Task statement:
Below are the records; give again exactly the line with "pub fn checked(mut", the line with "self.scroll_forward = value;", and each line that lies between them, and nothing besides.
----
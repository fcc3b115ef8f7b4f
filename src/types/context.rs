use std::collections::HashMap;
use std::fmt;

use super::error::StaleContextError;
use super::field::{ActionField, FieldPath, NodeField};
use super::Value;

/// Identifier of an accessibility action. Standard actions carry the
/// platform's numeric ids; everything else is a custom action.
#[derive(Debug, Clone, Copy, PartialEq, Eq, Hash)]
pub enum ActionId {
    Focus,
    ClearFocus,
    Select,
    ClearSelection,
    Click,
    LongClick,
    ScrollForward,
    ScrollBackward,
    Expand,
    Collapse,
    Dismiss,
    Custom(i32),
}

impl ActionId {
    const STANDARD: [(ActionId, i32, &'static str); 11] = [
        (ActionId::Focus, 0x1, "ACTION_FOCUS"),
        (ActionId::ClearFocus, 0x2, "ACTION_CLEAR_FOCUS"),
        (ActionId::Select, 0x4, "ACTION_SELECT"),
        (ActionId::ClearSelection, 0x8, "ACTION_CLEAR_SELECTION"),
        (ActionId::Click, 0x10, "ACTION_CLICK"),
        (ActionId::LongClick, 0x20, "ACTION_LONG_CLICK"),
        (ActionId::ScrollForward, 0x1000, "ACTION_SCROLL_FORWARD"),
        (ActionId::ScrollBackward, 0x2000, "ACTION_SCROLL_BACKWARD"),
        (ActionId::Expand, 0x40000, "ACTION_EXPAND"),
        (ActionId::Collapse, 0x80000, "ACTION_COLLAPSE"),
        (ActionId::Dismiss, 0x100000, "ACTION_DISMISS"),
    ];

    /// Map a raw platform id to an action id.
    #[must_use]
    pub fn from_raw(raw: i32) -> Self {
        Self::STANDARD
            .iter()
            .find(|(_, id, _)| *id == raw)
            .map_or(ActionId::Custom(raw), |(action, _, _)| *action)
    }

    #[must_use]
    pub fn raw(self) -> i32 {
        match self {
            ActionId::Custom(raw) => raw,
            standard => Self::STANDARD
                .iter()
                .find(|(action, _, _)| *action == standard)
                .map_or(0, |(_, id, _)| *id),
        }
    }

    /// The symbolic name of a standard action, e.g. `ACTION_CLICK`.
    #[must_use]
    pub fn name(self) -> Option<&'static str> {
        Self::STANDARD
            .iter()
            .find(|(action, _, _)| *action == self)
            .map(|(_, _, name)| *name)
    }

    /// The value `$action.id` evaluates to: the symbolic name for standard
    /// actions, the raw id for custom ones.
    #[must_use]
    pub fn to_value(self) -> Value {
        match self.name() {
            Some(name) => Value::String(name.to_owned()),
            None => Value::Int(i64::from(self.raw())),
        }
    }
}

/// An action exposed by a node, with its optional user-visible label.
#[derive(Debug, Clone, PartialEq, Eq)]
pub struct ActionInfo {
    id: ActionId,
    label: Option<String>,
}

impl ActionInfo {
    #[must_use]
    pub fn new(id: ActionId) -> Self {
        Self { id, label: None }
    }

    #[must_use]
    pub fn custom(raw_id: i32, label: &str) -> Self {
        Self {
            id: ActionId::Custom(raw_id),
            label: Some(label.to_owned()),
        }
    }

    #[must_use]
    pub fn with_label(mut self, label: &str) -> Self {
        self.label = Some(label.to_owned());
        self
    }

    #[must_use]
    pub fn id(&self) -> ActionId {
        self.id
    }

    #[must_use]
    pub fn label(&self) -> Option<&str> {
        self.label.as_deref()
    }

    #[must_use]
    pub fn is_click(&self) -> bool {
        self.id == ActionId::Click
    }

    #[must_use]
    pub fn is_long_click(&self) -> bool {
        self.id == ActionId::LongClick
    }

    #[must_use]
    pub fn is_custom(&self) -> bool {
        matches!(self.id, ActionId::Custom(_))
    }

    /// Read one of this action's properties. Only an unset label is absent.
    #[must_use]
    pub fn field(&self, field: ActionField) -> Option<Value> {
        match field {
            ActionField::Id => Some(self.id.to_value()),
            ActionField::Label => self.label.clone().map(Value::String),
            ActionField::IsClick => Some(Value::Bool(self.is_click())),
            ActionField::IsLongClick => Some(Value::Bool(self.is_long_click())),
            ActionField::IsCustomAction => Some(Value::Bool(self.is_custom())),
        }
    }
}

/// Read access to an accessibility node.
///
/// Live implementations wrap a platform node that may be recycled while a
/// hint is being generated; they report that with [`StaleContextError`].
/// List-valued fields return [`Value::List`] of [`Value::Action`]; reference
/// fields return a single [`Value::Action`].
pub trait NodeProvider {
    /// Read a node field. `Ok(None)` means the node has no such value.
    ///
    /// # Errors
    ///
    /// Returns [`StaleContextError`] if the underlying node is no longer available.
    fn field(&self, field: NodeField) -> Result<Option<Value>, StaleContextError>;
}

/// An owned, immutable snapshot of a node's capabilities.
#[derive(Debug, Clone, PartialEq)]
pub struct NodeSnapshot {
    enabled: bool,
    role: Option<String>,
    clickable: bool,
    long_clickable: bool,
    checkable: bool,
    checked: bool,
    scrollable: bool,
    scroll_forward: bool,
    scroll_backward: bool,
    text: Option<String>,
    content_description: Option<String>,
    actions: Vec<ActionInfo>,
}

impl Default for NodeSnapshot {
    fn default() -> Self {
        Self {
            enabled: true,
            role: None,
            clickable: false,
            long_clickable: false,
            checkable: false,
            checked: false,
            scrollable: false,
            scroll_forward: false,
            scroll_backward: false,
            text: None,
            content_description: None,
            actions: Vec::new(),
        }
    }
}

impl NodeSnapshot {
    /// An enabled node with no other capabilities.
    #[must_use]
    pub fn new() -> Self {
        Self::default()
    }

    #[must_use]
    pub fn enabled(mut self, value: bool) -> Self {
        self.enabled = value;
        self
    }

    #[must_use]
    pub fn role(mut self, role: &str) -> Self {
        self.role = Some(role.to_owned());
        self
    }

    #[must_use]
    pub fn clickable(mut self, value: bool) -> Self {
        self.clickable = value;
        self
    }

    #[must_use]
    pub fn long_clickable(mut self, value: bool) -> Self {
        self.long_clickable = value;
        self
    }

    #[must_use]
    pub fn checkable(mut self, value: bool) -> Self {
        self.checkable = value;
        self
    }

    #[must_use]
    pub fn checked(mut self, value: bool) -> Self {
        self.checked = value;
        self
    }

    #[must_use]
    pub fn scrollable(mut self, value: bool) -> Self {
        self.scrollable = value;
        self
    }

    #[must_use]
    pub fn supports_scroll_forward(mut self, value: bool) -> Self {
        self.scroll_forward = value;
        self
    }

    #[must_use]
    pub fn supports_scroll_backward(mut self, value: bool) -> Self {
        self.scroll_backward = value;
        self
    }

    #[must_use]
    pub fn text(mut self, text: &str) -> Self {
        self.text = Some(text.to_owned());
        self
    }

    #[must_use]
    pub fn content_description(mut self, description: &str) -> Self {
        self.content_description = Some(description.to_owned());
        self
    }

    /// Append an action to the node's action list.
    #[must_use]
    pub fn action(mut self, action: ActionInfo) -> Self {
        self.actions.push(action);
        self
    }

    #[must_use]
    pub fn actions(&self) -> &[ActionInfo] {
        &self.actions
    }

    fn has_action(&self, id: ActionId) -> bool {
        self.actions.iter().any(|a| a.id() == id)
    }

    fn find_action(&self, id: ActionId) -> Option<Value> {
        self.actions
            .iter()
            .find(|a| a.id() == id)
            .cloned()
            .map(Value::Action)
    }

    fn action_list(&self, filter: impl Fn(&ActionInfo) -> bool) -> Value {
        Value::List(
            self.actions
                .iter()
                .filter(|a| filter(*a))
                .cloned()
                .map(Value::Action)
                .collect(),
        )
    }
}

impl NodeProvider for NodeSnapshot {
    fn field(&self, field: NodeField) -> Result<Option<Value>, StaleContextError> {
        let value = match field {
            NodeField::IsEnabled => Some(Value::Bool(self.enabled)),
            NodeField::Role => self.role.clone().map(Value::String),
            NodeField::IsClickable => Some(Value::Bool(self.clickable)),
            NodeField::IsLongClickable => Some(Value::Bool(self.long_clickable)),
            NodeField::IsCheckable => Some(Value::Bool(self.checkable)),
            NodeField::IsChecked => Some(Value::Bool(self.checked)),
            NodeField::IsScrollable => Some(Value::Bool(self.scrollable)),
            NodeField::SupportsActionScrollForward => Some(Value::Bool(
                self.scroll_forward || self.has_action(ActionId::ScrollForward),
            )),
            NodeField::SupportsActionScrollBackward => Some(Value::Bool(
                self.scroll_backward || self.has_action(ActionId::ScrollBackward),
            )),
            NodeField::Text => self.text.clone().map(Value::String),
            NodeField::ContentDescription => self.content_description.clone().map(Value::String),
            NodeField::Actions => Some(self.action_list(|_| true)),
            NodeField::CustomActions => Some(self.action_list(ActionInfo::is_custom)),
            NodeField::ActionClick => self.find_action(ActionId::Click),
            NodeField::ActionLongClick => self.find_action(ActionId::LongClick),
        };
        Ok(value)
    }
}

/// Service-wide flags visible to rules as `$global.<name>`.
#[derive(Debug, Clone, Default, PartialEq)]
pub struct GlobalFlags {
    flags: HashMap<String, Value>,
}

impl GlobalFlags {
    #[must_use]
    pub fn new() -> Self {
        Self::default()
    }

    #[must_use]
    pub fn set(mut self, name: &str, value: impl Into<Value>) -> Self {
        self.insert(name, value);
        self
    }

    pub fn insert(&mut self, name: &str, value: impl Into<Value>) {
        self.flags.insert(name.to_owned(), value.into());
    }

    #[must_use]
    pub fn get(&self, name: &str) -> Option<&Value> {
        self.flags.get(name)
    }
}

/// The immutable record a rule is evaluated against: the focused node, the
/// action bound by the innermost iteration or reference rule, and the global
/// flags.
#[derive(Clone, Copy)]
pub struct Context<'a> {
    node: &'a dyn NodeProvider,
    action: Option<&'a ActionInfo>,
    globals: &'a GlobalFlags,
}

impl<'a> Context<'a> {
    #[must_use]
    pub fn new(node: &'a dyn NodeProvider, globals: &'a GlobalFlags) -> Self {
        Self {
            node,
            action: None,
            globals,
        }
    }

    /// A child context with `action` bound as `$action`. The node and
    /// global flags stay visible.
    #[must_use]
    pub fn with_action<'b>(&self, action: &'b ActionInfo) -> Context<'b>
    where
        'a: 'b,
    {
        Context {
            node: self.node,
            action: Some(action),
            globals: self.globals,
        }
    }

    #[must_use]
    pub fn action(&self) -> Option<&'a ActionInfo> {
        self.action
    }

    #[must_use]
    pub fn globals(&self) -> &'a GlobalFlags {
        self.globals
    }

    pub(crate) fn read(&self, path: &FieldPath) -> Result<Option<Value>, StaleContextError> {
        match path {
            FieldPath::Node(field) => self.node.field(*field),
            FieldPath::Action(field) => Ok(self.action.and_then(|a| a.field(*field))),
            FieldPath::Global(name) => Ok(self.globals.get(name).cloned()),
        }
    }

    pub(crate) fn read_actions(&self, field: NodeField) -> Result<Vec<ActionInfo>, StaleContextError> {
        let actions = match self.node.field(field)? {
            Some(Value::List(items)) => items
                .into_iter()
                .filter_map(|item| match item {
                    Value::Action(action) => Some(action),
                    _ => None,
                })
                .collect(),
            Some(Value::Action(action)) => vec![action],
            _ => Vec::new(),
        };
        Ok(actions)
    }

    pub(crate) fn read_action(&self, field: NodeField) -> Result<Option<ActionInfo>, StaleContextError> {
        Ok(match self.node.field(field)? {
            Some(Value::Action(action)) => Some(action),
            _ => None,
        })
    }
}

impl fmt::Debug for Context<'_> {
    fn fmt(&self, f: &mut fmt::Formatter<'_>) -> fmt::Result {
        f.debug_struct("Context")
            .field("action", &self.action)
            .field("globals", &self.globals)
            .finish_non_exhaustive()
    }
}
----
Response:
    pub fn checked(mut self, value: bool) -> Self {
        self.checked = value;
        self
    }

    #[must_use]
    pub fn scrollable(mut self, value: bool) -> Self {
        self.scrollable = value;
        self
    }

    #[must_use]
    pub fn supports_scroll_forward(mut self, value: bool) -> Self {
        self.scroll_forward = value;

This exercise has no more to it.